§ How to complete this task:
A single number is the answer: the count of lines in the records that hold the word "parcial".

§ Task material:
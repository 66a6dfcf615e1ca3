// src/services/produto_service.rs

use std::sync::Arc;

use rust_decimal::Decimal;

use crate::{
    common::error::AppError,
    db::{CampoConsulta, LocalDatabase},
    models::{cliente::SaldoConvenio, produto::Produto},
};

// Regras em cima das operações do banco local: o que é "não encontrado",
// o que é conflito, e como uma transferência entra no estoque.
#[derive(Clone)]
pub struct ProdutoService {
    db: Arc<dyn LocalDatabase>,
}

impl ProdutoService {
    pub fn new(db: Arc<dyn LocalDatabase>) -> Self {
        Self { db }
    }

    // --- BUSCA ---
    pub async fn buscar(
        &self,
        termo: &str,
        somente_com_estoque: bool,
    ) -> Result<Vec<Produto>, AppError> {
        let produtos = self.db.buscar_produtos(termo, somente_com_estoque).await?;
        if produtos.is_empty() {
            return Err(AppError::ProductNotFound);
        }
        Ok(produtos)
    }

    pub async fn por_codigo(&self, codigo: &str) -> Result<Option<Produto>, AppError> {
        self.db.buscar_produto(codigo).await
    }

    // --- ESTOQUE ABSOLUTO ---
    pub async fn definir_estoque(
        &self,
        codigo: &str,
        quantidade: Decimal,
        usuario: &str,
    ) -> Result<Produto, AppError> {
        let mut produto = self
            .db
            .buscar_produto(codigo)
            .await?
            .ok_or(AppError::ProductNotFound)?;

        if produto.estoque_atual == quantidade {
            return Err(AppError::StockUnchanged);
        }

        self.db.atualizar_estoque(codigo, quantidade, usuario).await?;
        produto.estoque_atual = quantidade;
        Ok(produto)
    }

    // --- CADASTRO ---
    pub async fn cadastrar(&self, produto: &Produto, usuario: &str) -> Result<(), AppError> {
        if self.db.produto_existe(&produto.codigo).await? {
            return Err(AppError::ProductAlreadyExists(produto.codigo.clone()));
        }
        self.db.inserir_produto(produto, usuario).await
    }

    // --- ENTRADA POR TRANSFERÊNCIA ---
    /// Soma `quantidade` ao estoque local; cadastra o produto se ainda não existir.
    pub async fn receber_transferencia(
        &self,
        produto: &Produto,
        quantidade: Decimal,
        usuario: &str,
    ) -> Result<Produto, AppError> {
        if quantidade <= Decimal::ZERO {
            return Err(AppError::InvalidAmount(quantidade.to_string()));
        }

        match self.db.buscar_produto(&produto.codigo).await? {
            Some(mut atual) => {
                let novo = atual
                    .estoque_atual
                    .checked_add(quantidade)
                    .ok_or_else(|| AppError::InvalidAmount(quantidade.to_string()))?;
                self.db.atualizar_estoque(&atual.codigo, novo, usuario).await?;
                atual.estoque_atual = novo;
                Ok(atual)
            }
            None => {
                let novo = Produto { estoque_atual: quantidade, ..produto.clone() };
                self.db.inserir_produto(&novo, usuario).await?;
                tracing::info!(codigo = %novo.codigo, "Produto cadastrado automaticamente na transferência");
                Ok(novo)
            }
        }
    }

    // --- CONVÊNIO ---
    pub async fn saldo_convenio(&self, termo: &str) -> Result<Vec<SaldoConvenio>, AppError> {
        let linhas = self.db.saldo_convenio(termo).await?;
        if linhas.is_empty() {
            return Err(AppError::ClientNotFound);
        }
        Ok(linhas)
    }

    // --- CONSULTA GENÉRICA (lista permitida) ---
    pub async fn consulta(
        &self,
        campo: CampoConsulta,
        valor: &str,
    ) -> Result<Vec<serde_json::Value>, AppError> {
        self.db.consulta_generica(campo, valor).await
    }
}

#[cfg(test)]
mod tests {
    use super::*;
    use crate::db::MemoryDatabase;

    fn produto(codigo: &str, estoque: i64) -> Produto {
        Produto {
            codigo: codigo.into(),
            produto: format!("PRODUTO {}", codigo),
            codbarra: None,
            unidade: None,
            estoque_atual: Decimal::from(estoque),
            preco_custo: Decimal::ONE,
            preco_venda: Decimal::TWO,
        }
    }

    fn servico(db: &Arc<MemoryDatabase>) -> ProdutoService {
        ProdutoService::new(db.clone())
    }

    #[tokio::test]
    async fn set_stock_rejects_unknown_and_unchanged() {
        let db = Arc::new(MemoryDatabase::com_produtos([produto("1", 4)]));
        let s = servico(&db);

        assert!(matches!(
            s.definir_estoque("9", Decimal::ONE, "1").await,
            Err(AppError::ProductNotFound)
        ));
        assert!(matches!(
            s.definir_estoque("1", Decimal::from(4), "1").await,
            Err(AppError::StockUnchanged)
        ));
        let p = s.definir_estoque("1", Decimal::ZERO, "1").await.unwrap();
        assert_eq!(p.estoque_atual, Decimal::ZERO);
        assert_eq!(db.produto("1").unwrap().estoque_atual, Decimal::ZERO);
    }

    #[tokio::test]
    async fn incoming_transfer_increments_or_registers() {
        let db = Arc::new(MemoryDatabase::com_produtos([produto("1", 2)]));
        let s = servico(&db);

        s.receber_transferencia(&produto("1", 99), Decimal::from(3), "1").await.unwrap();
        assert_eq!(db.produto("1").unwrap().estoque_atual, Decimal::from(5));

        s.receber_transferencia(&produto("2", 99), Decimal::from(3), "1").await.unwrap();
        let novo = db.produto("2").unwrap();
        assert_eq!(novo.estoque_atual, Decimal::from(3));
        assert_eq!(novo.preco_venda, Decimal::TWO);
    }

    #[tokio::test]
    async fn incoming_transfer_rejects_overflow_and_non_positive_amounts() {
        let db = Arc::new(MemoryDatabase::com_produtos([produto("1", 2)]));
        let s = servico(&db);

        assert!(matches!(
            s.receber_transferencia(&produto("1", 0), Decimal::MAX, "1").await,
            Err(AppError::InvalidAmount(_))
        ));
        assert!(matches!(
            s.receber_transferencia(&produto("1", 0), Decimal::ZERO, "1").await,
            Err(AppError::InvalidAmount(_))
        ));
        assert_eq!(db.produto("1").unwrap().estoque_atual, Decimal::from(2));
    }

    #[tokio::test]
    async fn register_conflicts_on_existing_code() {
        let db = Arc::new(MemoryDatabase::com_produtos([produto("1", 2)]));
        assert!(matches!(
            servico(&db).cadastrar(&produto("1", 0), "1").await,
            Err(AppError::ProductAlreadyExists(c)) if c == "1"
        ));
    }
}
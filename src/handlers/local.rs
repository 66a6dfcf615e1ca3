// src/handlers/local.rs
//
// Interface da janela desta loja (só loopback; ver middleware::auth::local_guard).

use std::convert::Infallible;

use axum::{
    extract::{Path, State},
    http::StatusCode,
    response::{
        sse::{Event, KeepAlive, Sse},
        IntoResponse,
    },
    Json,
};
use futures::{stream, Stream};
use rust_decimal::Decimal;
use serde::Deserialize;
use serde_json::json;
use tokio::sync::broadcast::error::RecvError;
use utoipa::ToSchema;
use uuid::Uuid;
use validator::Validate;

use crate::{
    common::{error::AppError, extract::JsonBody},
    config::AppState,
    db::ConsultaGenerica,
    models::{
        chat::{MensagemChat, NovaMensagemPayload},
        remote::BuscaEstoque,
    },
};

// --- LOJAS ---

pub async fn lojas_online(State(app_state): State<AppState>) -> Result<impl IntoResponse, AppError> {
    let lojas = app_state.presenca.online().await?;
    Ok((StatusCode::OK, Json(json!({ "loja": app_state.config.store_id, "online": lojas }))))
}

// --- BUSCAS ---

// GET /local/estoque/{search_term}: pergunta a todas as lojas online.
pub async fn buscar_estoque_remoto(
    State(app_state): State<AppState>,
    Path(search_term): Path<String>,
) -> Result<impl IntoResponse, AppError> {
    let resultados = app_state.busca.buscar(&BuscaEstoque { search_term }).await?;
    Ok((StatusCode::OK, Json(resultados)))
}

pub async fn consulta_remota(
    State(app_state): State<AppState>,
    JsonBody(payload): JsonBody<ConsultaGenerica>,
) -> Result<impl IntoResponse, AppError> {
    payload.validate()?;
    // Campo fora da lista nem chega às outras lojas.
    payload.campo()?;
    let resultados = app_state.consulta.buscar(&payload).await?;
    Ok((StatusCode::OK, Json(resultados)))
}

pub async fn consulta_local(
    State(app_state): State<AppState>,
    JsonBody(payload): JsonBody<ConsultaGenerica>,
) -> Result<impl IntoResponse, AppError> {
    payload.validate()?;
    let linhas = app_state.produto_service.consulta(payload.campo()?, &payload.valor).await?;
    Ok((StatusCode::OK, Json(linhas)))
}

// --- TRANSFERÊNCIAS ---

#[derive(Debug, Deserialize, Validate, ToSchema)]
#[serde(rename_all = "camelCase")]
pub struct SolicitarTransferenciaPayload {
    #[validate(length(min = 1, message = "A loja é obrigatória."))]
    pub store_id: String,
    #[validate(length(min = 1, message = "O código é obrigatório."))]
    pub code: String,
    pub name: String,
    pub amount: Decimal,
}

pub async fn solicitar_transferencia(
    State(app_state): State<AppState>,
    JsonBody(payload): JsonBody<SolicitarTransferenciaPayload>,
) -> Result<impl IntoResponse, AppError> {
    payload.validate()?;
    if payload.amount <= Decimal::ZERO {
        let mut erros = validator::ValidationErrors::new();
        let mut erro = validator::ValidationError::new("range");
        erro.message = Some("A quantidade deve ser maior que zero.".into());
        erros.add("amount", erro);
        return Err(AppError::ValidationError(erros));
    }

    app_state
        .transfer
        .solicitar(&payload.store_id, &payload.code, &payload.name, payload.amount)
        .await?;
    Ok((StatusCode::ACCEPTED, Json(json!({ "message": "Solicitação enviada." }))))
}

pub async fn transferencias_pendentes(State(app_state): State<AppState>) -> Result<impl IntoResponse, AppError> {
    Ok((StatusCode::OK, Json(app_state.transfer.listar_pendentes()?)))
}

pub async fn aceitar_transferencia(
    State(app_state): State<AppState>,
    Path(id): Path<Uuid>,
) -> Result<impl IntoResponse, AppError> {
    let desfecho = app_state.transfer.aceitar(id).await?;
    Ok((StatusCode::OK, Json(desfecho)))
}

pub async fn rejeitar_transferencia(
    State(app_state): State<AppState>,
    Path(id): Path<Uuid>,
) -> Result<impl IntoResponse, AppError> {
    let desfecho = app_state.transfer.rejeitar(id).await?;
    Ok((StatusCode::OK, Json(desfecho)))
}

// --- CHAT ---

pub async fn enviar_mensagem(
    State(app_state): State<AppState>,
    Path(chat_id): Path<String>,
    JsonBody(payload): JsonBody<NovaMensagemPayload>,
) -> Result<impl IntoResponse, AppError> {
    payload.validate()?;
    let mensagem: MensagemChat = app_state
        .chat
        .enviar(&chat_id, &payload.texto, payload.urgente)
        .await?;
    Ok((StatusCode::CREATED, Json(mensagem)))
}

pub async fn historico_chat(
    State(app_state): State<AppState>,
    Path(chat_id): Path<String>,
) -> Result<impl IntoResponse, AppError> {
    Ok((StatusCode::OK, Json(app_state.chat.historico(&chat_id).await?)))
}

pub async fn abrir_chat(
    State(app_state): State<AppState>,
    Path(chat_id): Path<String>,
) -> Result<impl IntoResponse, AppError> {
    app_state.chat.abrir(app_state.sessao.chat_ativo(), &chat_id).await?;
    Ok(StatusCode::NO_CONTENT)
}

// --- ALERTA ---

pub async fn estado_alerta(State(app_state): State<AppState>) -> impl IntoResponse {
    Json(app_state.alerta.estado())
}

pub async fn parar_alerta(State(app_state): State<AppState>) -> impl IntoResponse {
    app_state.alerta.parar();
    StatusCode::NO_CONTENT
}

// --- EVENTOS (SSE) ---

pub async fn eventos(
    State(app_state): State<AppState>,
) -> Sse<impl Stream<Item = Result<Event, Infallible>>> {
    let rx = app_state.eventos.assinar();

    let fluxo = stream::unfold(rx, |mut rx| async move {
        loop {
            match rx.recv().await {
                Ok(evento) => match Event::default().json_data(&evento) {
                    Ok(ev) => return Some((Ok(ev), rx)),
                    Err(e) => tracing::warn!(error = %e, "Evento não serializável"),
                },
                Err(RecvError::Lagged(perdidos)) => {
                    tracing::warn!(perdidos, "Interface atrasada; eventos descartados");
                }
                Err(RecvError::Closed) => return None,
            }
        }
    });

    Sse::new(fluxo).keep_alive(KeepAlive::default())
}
---
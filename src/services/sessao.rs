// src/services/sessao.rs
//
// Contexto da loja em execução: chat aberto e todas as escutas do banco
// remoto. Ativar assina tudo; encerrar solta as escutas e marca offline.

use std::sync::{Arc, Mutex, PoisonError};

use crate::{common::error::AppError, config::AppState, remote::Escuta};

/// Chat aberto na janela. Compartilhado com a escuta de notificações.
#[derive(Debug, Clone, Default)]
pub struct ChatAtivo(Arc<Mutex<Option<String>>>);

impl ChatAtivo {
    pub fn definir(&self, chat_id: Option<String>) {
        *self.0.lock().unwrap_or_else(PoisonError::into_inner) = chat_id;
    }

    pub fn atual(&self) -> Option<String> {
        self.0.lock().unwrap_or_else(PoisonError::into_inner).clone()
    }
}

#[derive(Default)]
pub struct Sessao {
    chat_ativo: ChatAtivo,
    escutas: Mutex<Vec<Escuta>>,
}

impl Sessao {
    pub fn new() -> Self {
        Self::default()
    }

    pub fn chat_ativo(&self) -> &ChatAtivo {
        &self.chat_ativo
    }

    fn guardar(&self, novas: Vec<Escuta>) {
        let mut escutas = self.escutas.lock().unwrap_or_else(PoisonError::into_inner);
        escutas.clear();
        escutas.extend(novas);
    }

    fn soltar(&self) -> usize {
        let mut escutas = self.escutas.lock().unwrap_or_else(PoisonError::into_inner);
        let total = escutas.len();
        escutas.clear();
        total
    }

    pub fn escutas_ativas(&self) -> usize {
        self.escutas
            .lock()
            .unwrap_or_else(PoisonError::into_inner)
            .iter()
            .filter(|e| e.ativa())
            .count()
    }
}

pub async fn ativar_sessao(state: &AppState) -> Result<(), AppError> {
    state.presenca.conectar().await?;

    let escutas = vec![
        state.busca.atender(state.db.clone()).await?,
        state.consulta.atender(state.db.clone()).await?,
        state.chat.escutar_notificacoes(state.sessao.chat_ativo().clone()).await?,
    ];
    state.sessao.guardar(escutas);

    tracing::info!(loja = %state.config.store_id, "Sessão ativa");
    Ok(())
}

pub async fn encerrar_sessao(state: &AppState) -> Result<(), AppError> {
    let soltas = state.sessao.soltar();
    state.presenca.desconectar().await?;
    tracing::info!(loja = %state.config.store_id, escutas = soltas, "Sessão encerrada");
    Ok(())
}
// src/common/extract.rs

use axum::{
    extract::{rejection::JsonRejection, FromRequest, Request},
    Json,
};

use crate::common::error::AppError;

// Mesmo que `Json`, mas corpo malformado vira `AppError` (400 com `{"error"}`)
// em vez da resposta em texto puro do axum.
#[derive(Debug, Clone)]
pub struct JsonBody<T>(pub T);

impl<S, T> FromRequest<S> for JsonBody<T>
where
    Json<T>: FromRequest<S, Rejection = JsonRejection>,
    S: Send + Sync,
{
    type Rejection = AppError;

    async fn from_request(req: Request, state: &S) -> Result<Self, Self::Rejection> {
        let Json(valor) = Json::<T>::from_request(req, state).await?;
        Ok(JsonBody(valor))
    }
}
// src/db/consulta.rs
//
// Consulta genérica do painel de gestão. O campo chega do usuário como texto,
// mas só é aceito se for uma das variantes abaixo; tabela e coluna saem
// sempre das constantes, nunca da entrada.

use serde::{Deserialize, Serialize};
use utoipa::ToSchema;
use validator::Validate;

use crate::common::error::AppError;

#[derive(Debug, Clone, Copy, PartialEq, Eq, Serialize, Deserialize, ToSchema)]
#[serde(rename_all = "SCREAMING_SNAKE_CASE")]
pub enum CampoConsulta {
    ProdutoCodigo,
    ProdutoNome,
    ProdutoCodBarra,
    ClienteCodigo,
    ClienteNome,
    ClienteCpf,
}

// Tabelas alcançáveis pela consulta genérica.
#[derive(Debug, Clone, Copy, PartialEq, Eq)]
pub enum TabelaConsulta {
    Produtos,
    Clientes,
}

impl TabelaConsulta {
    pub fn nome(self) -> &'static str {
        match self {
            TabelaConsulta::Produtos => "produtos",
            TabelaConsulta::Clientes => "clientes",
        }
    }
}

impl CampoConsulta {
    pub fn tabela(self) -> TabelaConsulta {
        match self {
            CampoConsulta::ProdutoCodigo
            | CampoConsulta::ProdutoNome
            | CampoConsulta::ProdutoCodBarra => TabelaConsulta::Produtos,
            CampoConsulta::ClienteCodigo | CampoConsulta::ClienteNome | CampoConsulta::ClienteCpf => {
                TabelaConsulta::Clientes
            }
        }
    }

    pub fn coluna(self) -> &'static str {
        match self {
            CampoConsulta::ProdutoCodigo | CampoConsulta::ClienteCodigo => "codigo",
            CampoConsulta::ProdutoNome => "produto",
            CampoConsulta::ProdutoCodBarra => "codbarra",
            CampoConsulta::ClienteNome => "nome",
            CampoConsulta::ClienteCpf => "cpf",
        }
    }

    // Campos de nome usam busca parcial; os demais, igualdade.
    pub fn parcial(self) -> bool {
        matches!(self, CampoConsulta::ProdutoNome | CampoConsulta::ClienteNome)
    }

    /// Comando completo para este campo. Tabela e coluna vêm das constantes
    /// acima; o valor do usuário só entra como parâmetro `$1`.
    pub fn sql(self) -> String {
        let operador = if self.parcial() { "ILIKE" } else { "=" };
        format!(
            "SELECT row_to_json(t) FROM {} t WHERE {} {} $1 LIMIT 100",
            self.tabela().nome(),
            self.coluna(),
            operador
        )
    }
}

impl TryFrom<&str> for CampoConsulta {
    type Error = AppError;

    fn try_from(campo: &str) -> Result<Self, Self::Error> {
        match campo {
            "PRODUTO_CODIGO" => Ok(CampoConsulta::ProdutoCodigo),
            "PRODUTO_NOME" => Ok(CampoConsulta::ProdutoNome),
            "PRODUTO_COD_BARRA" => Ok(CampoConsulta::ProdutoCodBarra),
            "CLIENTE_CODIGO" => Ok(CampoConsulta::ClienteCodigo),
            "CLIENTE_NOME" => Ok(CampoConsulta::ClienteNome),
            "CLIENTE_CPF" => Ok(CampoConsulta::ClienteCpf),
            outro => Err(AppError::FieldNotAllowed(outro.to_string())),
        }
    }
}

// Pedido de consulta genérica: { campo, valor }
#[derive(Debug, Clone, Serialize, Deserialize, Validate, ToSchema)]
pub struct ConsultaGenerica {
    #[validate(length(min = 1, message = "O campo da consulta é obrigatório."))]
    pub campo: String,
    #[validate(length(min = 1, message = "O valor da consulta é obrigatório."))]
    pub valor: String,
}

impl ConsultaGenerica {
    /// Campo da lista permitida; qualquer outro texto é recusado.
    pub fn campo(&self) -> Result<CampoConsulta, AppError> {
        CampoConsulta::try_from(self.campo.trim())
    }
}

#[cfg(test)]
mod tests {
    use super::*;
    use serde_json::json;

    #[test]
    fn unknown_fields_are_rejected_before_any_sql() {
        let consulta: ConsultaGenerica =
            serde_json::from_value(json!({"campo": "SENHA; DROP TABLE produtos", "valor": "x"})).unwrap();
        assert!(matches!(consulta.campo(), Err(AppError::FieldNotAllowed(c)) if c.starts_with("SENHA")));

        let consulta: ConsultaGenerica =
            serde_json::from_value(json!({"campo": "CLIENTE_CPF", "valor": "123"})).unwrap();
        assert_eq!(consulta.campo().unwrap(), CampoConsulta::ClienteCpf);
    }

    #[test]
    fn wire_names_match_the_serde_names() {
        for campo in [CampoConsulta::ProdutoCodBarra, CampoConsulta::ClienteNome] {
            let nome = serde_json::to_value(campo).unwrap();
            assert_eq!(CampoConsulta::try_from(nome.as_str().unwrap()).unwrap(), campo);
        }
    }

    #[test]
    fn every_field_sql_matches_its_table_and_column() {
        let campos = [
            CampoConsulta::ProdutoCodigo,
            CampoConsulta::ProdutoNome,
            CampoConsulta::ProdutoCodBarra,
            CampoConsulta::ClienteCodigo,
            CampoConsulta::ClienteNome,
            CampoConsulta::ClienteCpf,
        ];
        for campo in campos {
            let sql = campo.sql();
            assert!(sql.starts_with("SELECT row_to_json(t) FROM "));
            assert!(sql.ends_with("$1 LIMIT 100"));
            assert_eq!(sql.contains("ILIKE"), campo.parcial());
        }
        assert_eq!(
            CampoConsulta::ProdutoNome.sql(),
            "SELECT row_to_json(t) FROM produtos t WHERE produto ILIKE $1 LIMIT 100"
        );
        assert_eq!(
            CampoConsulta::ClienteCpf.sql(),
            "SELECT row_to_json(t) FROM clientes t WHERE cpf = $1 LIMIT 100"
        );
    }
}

§ Solution to this exercise:
4